The invention also provides for two (2) types of therapeutic intervention. Patients with a specific genetic defect, R462Q RNase L, correlate highly with XMRV infection and prostate cancer. The reduced enzyme activity associated with the genetic defect may well make it easier for this particular virus to infect the cell, in due course, giving rise to DFS and if the cell is a male germ cell, prostate cancer. Patients with the R462Q RNase L genetic alteration should of course be assayed for the presence of XMRV infection. Patients who do not show such infection, should then be vaccinated against infection, or treated with antibodies to provide a protective titer, of anti-TSG101 antibodies, that bind TSG101 on the surface of the cell targeted by XMRV, which appears to control infectivity and either prevent or limit cell infection by the virus.
Finally, those individuals found to be both suffering from prostate cancer or CFS and exhibiting XMRV infection may be benefitted by having TSG101 antibodies administered. In test mammals, this demonstrated a profound effect in both reducing tumor size and in extending survival. Since the binding of TSG101 on the surface of virally infected cells has been demonstrated effective in reducing the infectivity of influenza, HIV and Ebola, among others, and effective in extending survival of infected animals, it is no surprise that administration of similar or the same antibodies may suppress the consequences of infection by another virus, XMRV. Thus, prostate cancer patients may be either vaccinated with an immunogenic polypeptide that generates the expression of anti-TSG101 antibodies in the host in an effective circulating titer, or be provided with passive protection in the form of TSG101 antibodies such as those deposited at the ATCC in deposits PTA-9611 and PTA-10135, or similar antibodies demonstrated to be suitable to administration to mammals including humans, and having similar binding properties, including the ability to promote ADCC and or Fc mediated cell killing.

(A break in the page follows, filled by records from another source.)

use colored::Colorize;

pub fn print_header(title: &str) {
    let border = "─".repeat(title.chars().count() + 6);
    println!();
    println!("  ╭{}╮", border.cyan());
    println!("  │   {}   │", title.bright_cyan().bold());
    println!("  ╰{}╯", border.cyan());
    println!();
}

While the present invention has been disclosed with references to certain embodiments, numerous modification, alterations, and changes to the described embodiments are possible without departing from the sphere and character of the present invention. In particular, specific antibodies, cell lines, peptides and procedures are exemplary only. Alternatives, including dosing regimens and identification of appropriate dosage levels, are known to those of skill in the art, or could be readily determined by routine laboratory evaluation and testing.
While the present invention has been disclosed with references to certain embodiments, numerous modification, alterations, and changes to the described embodiments are possible without departing from the sphere and scope of the present invention, as defined in the appended claims. Accordingly, it is intended that the present invention not be limited to the described embodiments, but that it has the full scope defined by the language of the following claims, and equivalents thereof.